The creator of the antivirus software company McAfee, John McAfee, was found dead on Wednesday inside his cell in the Barcelona prison Brians 2, located in Sant Esteve de Sesrovires. On the morning of that same day, he learned that Spain’s High Court, the Audiencia Nacional, had approved his extradition to the United States, according to prison sources.

The court’s decision could have been appealed and the maximum sentence McAfee was facing for tax evasion charges in the US was five years in prison, according to the court document. At 6pm, prison workers found McAfee hanging from his cell. Police suspect the 75-year-old committed suicide.

McAfee had been in the Barcelona prison for nearly nine months. He was sent there on October 4, 2020, when he was arrested by the National Police after US prosecutors accused McAfee of tax evasion. During these months, McAfee’s behavior was exemplary, according to sources from the penitentiary. He didn’t cause any problems nor received any disciplinary action. These sources described him as “a financial crimes prisoner with an absolutely normal life.”

McAfee had not shown any suicidal behavior, meaning there was no specific prevention protocol applied to him, according to sources from the prison. This point has not been confirmed by the Justice Department. Inmates who show suicidal tendencies must be accompanied 24 hours a day by another prisoner to prevent a possible suicide attempt.
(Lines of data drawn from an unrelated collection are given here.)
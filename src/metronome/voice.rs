//! Click voices: short synthesized tones for each beat.
//!
//! Every beat is rendered as a deterministic percussive tone: an oscillator
//! with a few milliseconds of onset and an exponential decay to silence. The
//! three voices differ in waveform and pitch; within a voice, accented beats
//! sit above main beats, which sit above subdivision beats, in both pitch and
//! loudness.

/// Basic oscillator shapes used by the click voices.
#[derive(Debug, Clone, Copy, PartialEq, Eq)]
pub enum Waveform {
    Sine,
    Triangle,
    Square,
}

impl Waveform {
    /// Evaluates one cycle of the waveform at `phase` in `[0, 1)`.
    fn sample(&self, phase: f64) -> f64 {
        match self {
            Waveform::Sine => (phase * std::f64::consts::TAU).sin(),
            Waveform::Triangle => {
                if phase < 0.5 {
                    4.0 * phase - 1.0
                } else {
                    3.0 - 4.0 * phase
                }
            }
            Waveform::Square => {
                if phase < 0.5 {
                    1.0
                } else {
                    -1.0
                }
            }
        }
    }
}

/// How prominent a beat is within its bar.
#[derive(Debug, Clone, Copy, PartialEq, Eq)]
pub enum BeatStrength {
    /// First beat of a bar (only exists when bars are enabled).
    Accent,
    /// Any other beat boundary.
    Main,
    /// A subdivision between beats.
    Sub,
}

impl BeatStrength {
    /// Peak gain for this strength, before the engine's volume is applied.
    /// Ordering (accent > main > sub) is a contract; the exact values are
    /// voicing defaults.
    fn gain(&self) -> f64 {
        match self {
            BeatStrength::Accent => 1.0,
            BeatStrength::Main => 0.7,
            BeatStrength::Sub => 0.45,
        }
    }
}

/// The selectable metronome voices.
#[derive(Debug, Clone, Copy, PartialEq, Eq, Default)]
pub enum SoundType {
    /// Bright square-wave click.
    #[default]
    Click,
    /// Rounder triangle-wave knock.
    Wood,
    /// Pure sine beep.
    Beep,
}

impl SoundType {
    fn waveform(&self) -> Waveform {
        match self {
            SoundType::Click => Waveform::Square,
            SoundType::Wood => Waveform::Triangle,
            SoundType::Beep => Waveform::Sine,
        }
    }

    /// Voicing defaults: (frequency in Hz, decay time constant in seconds)
    /// per beat strength.
    fn voicing(&self, strength: BeatStrength) -> (f64, f64) {
        match (self, strength) {
            (SoundType::Click, BeatStrength::Accent) => (1800.0, 0.008),
            (SoundType::Click, BeatStrength::Main) => (1500.0, 0.008),
            (SoundType::Click, BeatStrength::Sub) => (1200.0, 0.008),
            (SoundType::Wood, BeatStrength::Accent) => (900.0, 0.010),
            (SoundType::Wood, BeatStrength::Main) => (750.0, 0.010),
            (SoundType::Wood, BeatStrength::Sub) => (620.0, 0.010),
            (SoundType::Beep, BeatStrength::Accent) => (880.0, 0.010),
            (SoundType::Beep, BeatStrength::Main) => (660.0, 0.010),
            (SoundType::Beep, BeatStrength::Sub) => (440.0, 0.010),
        }
    }

    /// Builds the tone for one beat.
    ///
    /// # Arguments
    ///
    /// * `start_time` - Absolute backend-clock time the tone must begin at
    /// * `strength` - Accent / main / subdivision placement of the beat
    /// * `volume` - Engine volume in `[0, 1]`, multiplied into the peak gain
    pub fn tone(&self, start_time: f64, strength: BeatStrength, volume: f64) -> Tone {
        let (frequency, decay) = self.voicing(strength);
        Tone {
            start_time,
            waveform: self.waveform(),
            frequency,
            amplitude: strength.gain() * volume,
            decay,
            duration: Tone::DEFAULT_DURATION,
        }
    }
}

/// A fully described scheduled tone.
///
/// Carries everything a backend needs to render the sound at an exact time:
/// waveform, pitch, peak amplitude, and the envelope constants.
#[derive(Debug, Clone, Copy, PartialEq)]
pub struct Tone {
    /// Absolute backend-clock time the tone begins, in seconds.
    pub start_time: f64,
    pub waveform: Waveform,
    /// Oscillator frequency in Hz.
    pub frequency: f64,
    /// Peak amplitude in `[0, 1]`.
    pub amplitude: f64,
    /// Exponential decay time constant, in seconds.
    pub decay: f64,
    /// Total rendered length in seconds; the envelope is near-silent well
    /// before this point.
    pub duration: f64,
}

impl Tone {
    /// Default tone length. Short enough that a note fully decays before the
    /// next subdivision even at 250 BPM with sixteenth subdivisions.
    pub const DEFAULT_DURATION: f64 = 0.05;

    /// Linear onset length, to avoid a discontinuity click at the start.
    const ATTACK: f64 = 0.002;

    /// Renders the whole tone into a sample buffer.
    ///
    /// # Examples
    ///
    /// ```
    /// use woodshed::metronome::{BeatStrength, SoundType};
    ///
    /// let tone = SoundType::Beep.tone(0.0, BeatStrength::Accent, 1.0);
    /// let samples = tone.render(44100);
    /// assert_eq!(samples.len(), (44100.0 * tone.duration) as usize);
    /// ```
    pub fn render(&self, sample_rate: u32) -> Vec<f32> {
        ToneRenderer::new(*self, sample_rate).collect()
    }
}

/// Sample-by-sample generator for a [`Tone`].
///
/// Phase-accumulator oscillator under an attack/exponential-decay envelope.
/// Yields exactly `duration * sample_rate` samples.
#[derive(Debug, Clone)]
pub struct ToneRenderer {
    tone: Tone,
    sample_rate: u32,
    phase: f64,
    phase_increment: f64,
    position: usize,
    total_samples: usize,
}

impl ToneRenderer {
    pub fn new(tone: Tone, sample_rate: u32) -> Self {
        Self {
            tone,
            sample_rate,
            phase: 0.0,
            phase_increment: tone.frequency / sample_rate as f64,
            position: 0,
            total_samples: (sample_rate as f64 * tone.duration) as usize,
        }
    }

    /// True once every sample has been produced.
    pub fn is_finished(&self) -> bool {
        self.position >= self.total_samples
    }

    /// Produces the next sample, or silence once the tone has ended.
    pub fn next_sample(&mut self) -> f64 {
        if self.is_finished() {
            return 0.0;
        }

        let t = self.position as f64 / self.sample_rate as f64;
        let envelope = if t < Tone::ATTACK {
            t / Tone::ATTACK
        } else {
            (-(t - Tone::ATTACK) / self.tone.decay).exp()
        };

        let sample = self.tone.amplitude * envelope * self.tone.waveform.sample(self.phase);

        self.phase += self.phase_increment;
        if self.phase >= 1.0 {
            self.phase -= 1.0;
        }
        self.position += 1;

        sample
    }
}

impl Iterator for ToneRenderer {
    type Item = f32;

    fn next(&mut self) -> Option<f32> {
        if self.is_finished() {
            None
        } else {
            Some(self.next_sample() as f32)
        }
    }
}

#[cfg(test)]
mod tests {
    use super::*;

    const SAMPLE_RATE: u32 = 44100;

    fn peak(samples: &[f32]) -> f32 {
        samples.iter().fold(0.0_f32, |p, s| p.max(s.abs()))
    }

    #[test]
    fn test_render_length() {
        let tone = SoundType::Click.tone(0.0, BeatStrength::Main, 1.0);
        let samples = tone.render(SAMPLE_RATE);
        assert_eq!(samples.len(), (SAMPLE_RATE as f64 * tone.duration) as usize);
    }

    #[test]
    fn test_loudness_ordering_per_voice() {
        for sound in [SoundType::Click, SoundType::Wood, SoundType::Beep] {
            let accent = peak(&sound.tone(0.0, BeatStrength::Accent, 1.0).render(SAMPLE_RATE));
            let main = peak(&sound.tone(0.0, BeatStrength::Main, 1.0).render(SAMPLE_RATE));
            let sub = peak(&sound.tone(0.0, BeatStrength::Sub, 1.0).render(SAMPLE_RATE));

            assert!(accent > main, "{sound:?}: accent {accent} vs main {main}");
            assert!(main > sub, "{sound:?}: main {main} vs sub {sub}");
        }
    }

    #[test]
    fn test_tone_fully_decays_within_duration() {
        // At 250 BPM with sixteenth subdivisions the next note arrives after
        // 60 ms; by then any voice must be below 2% of its peak.
        for sound in [SoundType::Click, SoundType::Wood, SoundType::Beep] {
            for strength in [BeatStrength::Accent, BeatStrength::Main, BeatStrength::Sub] {
                let tone = sound.tone(0.0, strength, 1.0);
                let samples = tone.render(SAMPLE_RATE);
                let tail_start = samples.len() - samples.len() / 20;
                let tail_peak = peak(&samples[tail_start..]);
                assert!(
                    tail_peak < 0.02 * tone.amplitude as f32,
                    "{sound:?}/{strength:?}: tail peak {tail_peak}"
                );
            }
        }
    }

    #[test]
    fn test_volume_scales_amplitude() {
        let loud = peak(&SoundType::Beep.tone(0.0, BeatStrength::Main, 1.0).render(SAMPLE_RATE));
        let soft = peak(&SoundType::Beep.tone(0.0, BeatStrength::Main, 0.5).render(SAMPLE_RATE));
        assert!((loud / 2.0 - soft).abs() < 1e-3);
    }

    #[test]
    fn test_onset_is_ramped() {
        // The very first sample must not jump straight to peak level.
        let tone = SoundType::Click.tone(0.0, BeatStrength::Accent, 1.0);
        let samples = tone.render(SAMPLE_RATE);
        assert!(samples[0].abs() < 0.05);
    }

    #[test]
    fn test_renderer_reports_finished() {
        let tone = SoundType::Wood.tone(0.0, BeatStrength::Sub, 0.8);
        let mut renderer = ToneRenderer::new(tone, SAMPLE_RATE);
        let total = (SAMPLE_RATE as f64 * tone.duration) as usize;

        for _ in 0..total {
            assert!(!renderer.is_finished());
            renderer.next_sample();
        }
        assert!(renderer.is_finished());
        assert_eq!(renderer.next_sample(), 0.0);
    }
}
In the case of McAfee, he shared a cell with one other person, but they were not always together.

On Wednesday morning, McAfee was notified of the High Court’s decision to approve his extradition to the US, where he was wanted for tax evasion between 2016 and 2018. The Spanish court did not consider any of McAfee’s pleas, which mainly involved insisting that he was being “politically persecuted” for his “activism” against the US tax system, which he considered to be corrupt. “There is no supporting evidence that such a thing could be happening,” the High Court ruled, maintaining that the “internal motivations” for why McAfee did not declare his taxes during that period did not matter.

The Spanish tribunal insisted that there was no “evident link” that McAfee’s activism as a candidate in the US primaries for a “politically radical and very marginal party, according to his words,” had motivated the tax charges against him. This was a reference to McAfee’s bid to run as the presidential candidate of the Libertarian Party in 2015. The court added that “there was no sign” of the risk or danger he posed to the United States: “It is more to do with subjective convictions and allegedly exculpatory justifications that have no solid base in reality.” The country’s top court underscored that the software entrepreneur’s “importance socially, economically or in any other area” did not “give him immunity.”